My Mum sadly passed away a few years ago but what you describe is very familiar!
I loved her to bits but still got grumpy with her, often it seemed more so after a period when she'd been unwell and I had been especially patient and/or worried.
We are all only human and do get tired and fractious - I think that it can be a very normal reaction to stress.
Your Mum will probably be better and less confused when back in her own home.
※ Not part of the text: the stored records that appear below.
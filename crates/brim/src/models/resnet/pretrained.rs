//! # Pretrained `ResNet` Weights
//!
//! * [`RESNET_PRETRAINED_WEIGHTS`] - the immutable checkpoint registry.
//! * [`WeightsFetcher`] - resolves a registry URL to a local file;
//!   [`DiskCacheFetcher`] is the read-through disk cache.
//! * [`CheckpointLoader`] - applies a checkpoint file to a [`ResNet`];
//!   [`RecordCheckpointLoader`] reads ``burn`` named-mpk records.
//!
//! The registry URLs name PaddleClas ``.pdparams`` checkpoints, which
//! [`RecordCheckpointLoader`] does not read; resolving them needs an
//! injected [`CheckpointLoader`] that accepts the format.

use crate::cache::disk::DiskCacheConfig;
use crate::cache::weights::{
    PretrainedWeightsMap, StaticPretrainedWeightsDescriptor, StaticPretrainedWeightsMap,
    pretrained_weights_resource_key, url_to_cache_key,
};
use crate::errors::CheckpointLoadError;
use crate::models::resnet::resnet_model::{ResNet, ResNetRecord};
use crate::utility::params::RecordShapes;
use burn::module::Module;
use burn::prelude::Backend;
use burn::record::{FullPrecisionSettings, NamedMpkBytesRecorder, Recorder};
use std::path::{Path, PathBuf};

const LICENSE: Option<&str> = Some("apache-2.0");
const ORIGIN: Option<&str> = Some("https://github.com/PaddlePaddle/PaddleClas");

macro_rules! paddle_weights {
    ($name:literal, $description:literal) => {
        &StaticPretrainedWeightsDescriptor {
            name: $name,
            description: $description,
            license: LICENSE,
            origin: ORIGIN,
            urls: &[concat!(
                "https://paddle-imagenet-models-name.bj.bcebos.com/dygraph/",
                $name,
                "_pretrained.pdparams"
            )],
        }
    };
}

/// ImageNet-1k checkpoints, keyed by catalog name.
pub static RESNET_PRETRAINED_WEIGHTS: StaticPretrainedWeightsMap<'static> =
    StaticPretrainedWeightsMap {
        items: &[
            paddle_weights!("ResNet18", "ResNet-18 trained on ImageNet-1k"),
            paddle_weights!("ResNet18_vd", "ResNet-18-vd trained on ImageNet-1k"),
            paddle_weights!("ResNet34", "ResNet-34 trained on ImageNet-1k"),
            paddle_weights!("ResNet34_vd", "ResNet-34-vd trained on ImageNet-1k"),
            paddle_weights!("ResNet50", "ResNet-50 trained on ImageNet-1k"),
            paddle_weights!("ResNet50_vd", "ResNet-50-vd trained on ImageNet-1k"),
            paddle_weights!("ResNet101", "ResNet-101 trained on ImageNet-1k"),
            paddle_weights!("ResNet101_vd", "ResNet-101-vd trained on ImageNet-1k"),
            paddle_weights!("ResNet152", "ResNet-152 trained on ImageNet-1k"),
            paddle_weights!("ResNet152_vd", "ResNet-152-vd trained on ImageNet-1k"),
            paddle_weights!("ResNet200_vd", "ResNet-200-vd trained on ImageNet-1k"),
        ],
    };

/// Build the default checkpoint registry.
pub fn resnet_pretrained_registry() -> PretrainedWeightsMap {
    RESNET_PRETRAINED_WEIGHTS.to_directory()
}

/// Rewrite a checkpoint URL to its distilled ("ssld") counterpart.
pub fn ssld_url(url: &str) -> String {
    url.replace("_pretrained", "_ssld_pretrained")
}

/// Resolves a checkpoint URL to a local file.
pub trait WeightsFetcher: Send + Sync {
    /// Fetch the checkpoint of model `name` from `url`.
    fn fetch(
        &self,
        name: &str,
        url: &str,
    ) -> Result<PathBuf, CheckpointLoadError>;
}

/// Read-through disk cache over the ``burn`` network downloader.
#[derive(Debug, Clone, Default)]
pub struct DiskCacheFetcher {
    /// Cache location.
    pub cache: DiskCacheConfig,
}

impl DiskCacheFetcher {
    /// The cache path a checkpoint would occupy.
    pub fn cache_path(
        &self,
        name: &str,
        url: &str,
    ) -> anyhow::Result<PathBuf> {
        self.cache
            .resource_to_path(&pretrained_weights_resource_key(&url_to_cache_key(Some(name), url)))
    }
}

impl WeightsFetcher for DiskCacheFetcher {
    fn fetch(
        &self,
        name: &str,
        url: &str,
    ) -> Result<PathBuf, CheckpointLoadError> {
        let resource = pretrained_weights_resource_key(&url_to_cache_key(Some(name), url));
        self.cache
            .fetch_resource(url, &resource)
            .map_err(|err| CheckpointLoadError::Fetch {
                url: url.to_string(),
                message: format!("{err:#}"),
            })
    }
}

/// Applies a checkpoint file to a model.
pub trait CheckpointLoader<B: Backend>: Send + Sync {
    /// Can this loader read the checkpoint served at `url`?
    ///
    /// Consulted before any download.
    fn accepts_url(
        &self,
        _url: &str,
    ) -> bool {
        true
    }

    /// Overwrite the parameters of `model` with those stored at `path`.
    ///
    /// Any parameter shape mismatch is an error.
    fn load(
        &self,
        model: ResNet<B>,
        path: &Path,
        device: &B::Device,
    ) -> Result<ResNet<B>, CheckpointLoadError>;
}

/// Loads ``burn`` named-mpk full-precision records.
#[derive(Debug, Clone, Copy, Default)]
pub struct RecordCheckpointLoader;

impl RecordCheckpointLoader {
    /// File extension of named-mpk records.
    pub const EXTENSION: &'static str = "mpk";

    /// Does `url` name a named-mpk record?
    pub fn reads_url(url: &str) -> bool {
        let file_name = url.rsplit_once('/').map_or(url, |(_, base)| base);
        Path::new(file_name)
            .extension()
            .is_some_and(|ext| ext == Self::EXTENSION)
    }
}

impl<B: Backend> CheckpointLoader<B> for RecordCheckpointLoader {
    fn accepts_url(
        &self,
        url: &str,
    ) -> bool {
        Self::reads_url(url)
    }

    fn load(
        &self,
        model: ResNet<B>,
        path: &Path,
        device: &B::Device,
    ) -> Result<ResNet<B>, CheckpointLoadError> {
        let record_error = |message: String| CheckpointLoadError::Record {
            path: path.to_path_buf(),
            message,
        };

        let bytes = std::fs::read(path).map_err(|err| record_error(err.to_string()))?;
        let record: ResNetRecord<B> = NamedMpkBytesRecorder::<FullPrecisionSettings>::new()
            .load(bytes, device)
            .map_err(|err| record_error(format!("{err:?}")))?;

        check_record_shapes(&model, &record, path)?;

        tracing::info!(
            path = %path.display(),
            num_params = model.num_params(),
            "loaded checkpoint"
        );

        Ok(model.load_record(record))
    }
}

/// Check that a record matches a model parameter for parameter.
pub fn check_record_shapes<B: Backend>(
    model: &ResNet<B>,
    record: &ResNetRecord<B>,
    path: &Path,
) -> Result<(), CheckpointLoadError> {
    let expected = model.param_shapes();
    let found = record.param_shapes();

    for ((param, expected_shape), (_, found_shape)) in expected.iter().zip(found.iter()) {
        if expected_shape != found_shape {
            return Err(CheckpointLoadError::ShapeMismatch {
                path: path.to_path_buf(),
                param: param.clone(),
                expected: expected_shape.clone(),
                found: found_shape.clone(),
            });
        }
    }
    if expected.len() != found.len() {
        return Err(CheckpointLoadError::ParamCount {
            path: path.to_path_buf(),
            expected: expected.len(),
            found: found.len(),
        });
    }
    Ok(())
}

/// Write a model as a checkpoint readable by [`RecordCheckpointLoader`].
pub fn save_checkpoint<B: Backend>(
    model: &ResNet<B>,
    path: &Path,
) -> Result<(), CheckpointLoadError> {
    let record_error = |message: String| CheckpointLoadError::Record {
        path: path.to_path_buf(),
        message,
    };

    let bytes = NamedMpkBytesRecorder::<FullPrecisionSettings>::new()
        .record(model.clone().into_record(), ())
        .map_err(|err| record_error(format!("{err:?}")))?;
    std::fs::write(path, bytes).map_err(|err| record_error(err.to_string()))
}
Keep an eye on the memory though - interventions and support are much more effective if you can get them in place before it gets too bad.

Icequeen01 · 25/10/2022 23:59

Beamur · 25/10/2022 23:43

My Mum sadly passed away a few years ago but what you describe is very familiar!
I loved her to bits but still got grumpy with her, often it seemed more so after a period when she'd been unwell and I had been especially patient and/or worried.
We are all only human and do get tired and fractious - I think that it can be a very normal reaction to stress.
Your Mum will probably be better and less confused when back in her own home. Keep an eye on the memory though - interventions and support are much more effective if you can get them in place before it gets too bad.

I'm so sorry you have lost your mum 😢

I do think she will be less confused once she is back in her own home. I think I'm just knackered to be honest. It's been a long and stressful road and I wasn't feeling well last week so I think that's why my patience hasn't been what it should be.

I most certainly will be keeping an eye on her memory issues. It caused us a few problems when she was in hospital. We do have a PoA in place but of course couldn't use that as she is still very much with it and able to make her own decisions.